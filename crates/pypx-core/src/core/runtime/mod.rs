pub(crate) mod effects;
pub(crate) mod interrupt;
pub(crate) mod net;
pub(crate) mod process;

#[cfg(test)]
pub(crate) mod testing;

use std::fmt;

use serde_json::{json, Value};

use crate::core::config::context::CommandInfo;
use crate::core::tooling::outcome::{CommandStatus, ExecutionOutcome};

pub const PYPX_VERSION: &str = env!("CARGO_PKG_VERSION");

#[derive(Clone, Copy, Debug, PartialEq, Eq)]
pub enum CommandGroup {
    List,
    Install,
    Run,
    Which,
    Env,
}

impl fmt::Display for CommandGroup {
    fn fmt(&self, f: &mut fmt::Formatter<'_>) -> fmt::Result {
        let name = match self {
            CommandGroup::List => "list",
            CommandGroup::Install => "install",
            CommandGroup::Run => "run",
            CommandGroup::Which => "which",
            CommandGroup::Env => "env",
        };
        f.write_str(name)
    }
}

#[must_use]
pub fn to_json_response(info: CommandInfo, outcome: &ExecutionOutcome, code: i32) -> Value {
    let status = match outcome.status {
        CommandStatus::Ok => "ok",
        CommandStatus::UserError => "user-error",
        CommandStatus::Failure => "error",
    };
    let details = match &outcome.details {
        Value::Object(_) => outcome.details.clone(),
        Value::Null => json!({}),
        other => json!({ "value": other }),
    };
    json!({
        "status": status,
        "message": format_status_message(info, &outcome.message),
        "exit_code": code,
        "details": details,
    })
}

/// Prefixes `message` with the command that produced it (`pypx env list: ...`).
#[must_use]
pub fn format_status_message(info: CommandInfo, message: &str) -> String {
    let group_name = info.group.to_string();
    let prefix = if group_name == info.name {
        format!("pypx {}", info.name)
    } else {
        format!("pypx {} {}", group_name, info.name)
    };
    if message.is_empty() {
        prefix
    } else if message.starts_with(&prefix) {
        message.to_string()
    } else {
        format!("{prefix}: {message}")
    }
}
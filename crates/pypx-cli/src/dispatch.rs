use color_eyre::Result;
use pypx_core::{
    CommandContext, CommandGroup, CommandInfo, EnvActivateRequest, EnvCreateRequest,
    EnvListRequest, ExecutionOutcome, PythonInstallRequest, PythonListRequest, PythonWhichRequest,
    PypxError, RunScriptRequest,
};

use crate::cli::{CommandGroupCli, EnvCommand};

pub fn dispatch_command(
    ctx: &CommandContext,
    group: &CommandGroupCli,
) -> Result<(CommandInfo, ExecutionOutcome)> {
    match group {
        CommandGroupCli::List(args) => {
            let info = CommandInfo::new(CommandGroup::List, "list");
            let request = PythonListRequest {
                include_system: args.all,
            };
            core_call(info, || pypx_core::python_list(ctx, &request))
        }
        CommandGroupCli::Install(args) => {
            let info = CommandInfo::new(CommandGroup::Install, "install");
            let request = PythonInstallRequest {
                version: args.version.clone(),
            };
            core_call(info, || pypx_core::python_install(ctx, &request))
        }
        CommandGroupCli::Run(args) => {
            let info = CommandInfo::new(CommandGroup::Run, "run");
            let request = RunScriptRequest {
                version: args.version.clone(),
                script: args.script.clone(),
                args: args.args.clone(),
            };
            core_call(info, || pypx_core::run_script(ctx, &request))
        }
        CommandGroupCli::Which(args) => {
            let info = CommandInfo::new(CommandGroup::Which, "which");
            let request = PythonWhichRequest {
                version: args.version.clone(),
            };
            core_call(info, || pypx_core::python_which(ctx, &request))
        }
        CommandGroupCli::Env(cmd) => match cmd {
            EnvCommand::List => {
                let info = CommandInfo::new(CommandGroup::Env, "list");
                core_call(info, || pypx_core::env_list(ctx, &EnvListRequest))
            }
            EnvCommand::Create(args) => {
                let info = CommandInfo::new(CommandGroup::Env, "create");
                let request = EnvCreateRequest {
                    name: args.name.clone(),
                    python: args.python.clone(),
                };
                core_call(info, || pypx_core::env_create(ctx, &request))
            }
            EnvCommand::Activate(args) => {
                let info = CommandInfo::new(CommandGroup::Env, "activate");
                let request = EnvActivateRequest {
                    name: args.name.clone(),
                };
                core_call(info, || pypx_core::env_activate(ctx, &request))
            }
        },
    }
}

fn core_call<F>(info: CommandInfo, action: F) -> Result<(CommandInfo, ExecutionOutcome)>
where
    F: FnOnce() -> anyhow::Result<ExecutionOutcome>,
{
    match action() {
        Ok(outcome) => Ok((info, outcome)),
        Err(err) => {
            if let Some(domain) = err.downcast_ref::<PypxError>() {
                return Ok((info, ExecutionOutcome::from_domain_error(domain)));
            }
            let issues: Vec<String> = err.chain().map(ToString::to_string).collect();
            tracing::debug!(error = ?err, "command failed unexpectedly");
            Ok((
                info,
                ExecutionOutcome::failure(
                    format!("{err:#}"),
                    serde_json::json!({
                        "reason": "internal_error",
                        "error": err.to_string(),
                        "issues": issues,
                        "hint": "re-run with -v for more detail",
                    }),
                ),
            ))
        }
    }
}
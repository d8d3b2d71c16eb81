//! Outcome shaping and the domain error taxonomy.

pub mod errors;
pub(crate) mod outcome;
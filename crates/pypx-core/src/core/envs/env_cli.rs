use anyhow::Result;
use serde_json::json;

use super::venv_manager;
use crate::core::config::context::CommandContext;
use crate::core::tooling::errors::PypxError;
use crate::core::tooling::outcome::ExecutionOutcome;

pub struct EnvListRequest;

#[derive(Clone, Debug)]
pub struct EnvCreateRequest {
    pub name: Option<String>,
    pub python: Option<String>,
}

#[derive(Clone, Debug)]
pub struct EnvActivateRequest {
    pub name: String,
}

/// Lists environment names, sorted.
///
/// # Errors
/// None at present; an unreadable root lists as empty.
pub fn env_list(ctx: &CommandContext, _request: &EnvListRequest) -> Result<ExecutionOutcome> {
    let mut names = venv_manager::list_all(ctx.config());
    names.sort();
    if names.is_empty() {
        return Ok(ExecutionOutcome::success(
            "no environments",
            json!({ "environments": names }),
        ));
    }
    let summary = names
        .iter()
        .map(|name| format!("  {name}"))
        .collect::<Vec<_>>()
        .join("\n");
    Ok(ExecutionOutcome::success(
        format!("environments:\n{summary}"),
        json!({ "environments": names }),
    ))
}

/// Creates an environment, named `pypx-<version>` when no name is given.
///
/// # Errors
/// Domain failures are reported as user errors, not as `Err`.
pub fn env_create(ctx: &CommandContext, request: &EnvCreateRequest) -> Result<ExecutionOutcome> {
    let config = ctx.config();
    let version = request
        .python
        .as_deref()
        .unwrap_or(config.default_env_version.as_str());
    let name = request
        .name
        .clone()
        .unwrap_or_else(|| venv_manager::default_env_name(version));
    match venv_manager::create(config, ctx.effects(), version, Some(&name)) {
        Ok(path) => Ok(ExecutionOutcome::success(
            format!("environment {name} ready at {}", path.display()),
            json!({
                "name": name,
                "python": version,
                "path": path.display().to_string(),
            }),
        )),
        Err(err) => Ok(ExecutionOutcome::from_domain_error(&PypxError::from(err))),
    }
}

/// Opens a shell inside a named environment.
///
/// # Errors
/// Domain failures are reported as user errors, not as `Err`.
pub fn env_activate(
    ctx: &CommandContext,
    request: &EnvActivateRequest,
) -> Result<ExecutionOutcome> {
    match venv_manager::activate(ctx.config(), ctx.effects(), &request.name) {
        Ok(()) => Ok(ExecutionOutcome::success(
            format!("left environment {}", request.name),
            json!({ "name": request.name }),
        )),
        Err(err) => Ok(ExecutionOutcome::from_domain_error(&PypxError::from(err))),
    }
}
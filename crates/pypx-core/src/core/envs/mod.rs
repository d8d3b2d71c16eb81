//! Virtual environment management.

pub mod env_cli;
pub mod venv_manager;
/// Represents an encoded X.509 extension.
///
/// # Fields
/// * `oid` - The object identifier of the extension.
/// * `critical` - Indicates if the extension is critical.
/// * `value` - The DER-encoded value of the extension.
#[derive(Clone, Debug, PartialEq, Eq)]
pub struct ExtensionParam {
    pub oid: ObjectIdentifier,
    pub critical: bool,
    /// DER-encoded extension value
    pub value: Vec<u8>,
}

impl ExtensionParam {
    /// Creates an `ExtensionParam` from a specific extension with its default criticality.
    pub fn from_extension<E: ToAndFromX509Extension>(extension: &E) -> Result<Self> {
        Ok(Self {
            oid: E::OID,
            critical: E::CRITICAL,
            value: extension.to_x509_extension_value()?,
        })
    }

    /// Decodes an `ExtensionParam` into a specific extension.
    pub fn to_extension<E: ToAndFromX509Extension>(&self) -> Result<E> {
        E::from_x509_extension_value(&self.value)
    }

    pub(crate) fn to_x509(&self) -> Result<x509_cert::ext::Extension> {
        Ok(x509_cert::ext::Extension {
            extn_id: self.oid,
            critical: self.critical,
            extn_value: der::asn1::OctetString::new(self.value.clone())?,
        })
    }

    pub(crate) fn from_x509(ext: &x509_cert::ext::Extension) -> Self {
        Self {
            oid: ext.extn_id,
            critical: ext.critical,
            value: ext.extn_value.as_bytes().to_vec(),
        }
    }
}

════════════════════

• _WORK ORDER_
Pull out all lines from the entries above in which the word "crates" appears.

• _TASK SOLUTION_
filename crates/pypx-core/src/core/runtime/mod.rs
filename crates/pypx-cli/src/dispatch.rs
filename crates/pypx-core/src/core/envs/env_cli.rs
filename crates/pypx-core/src/core/envs/mod.rs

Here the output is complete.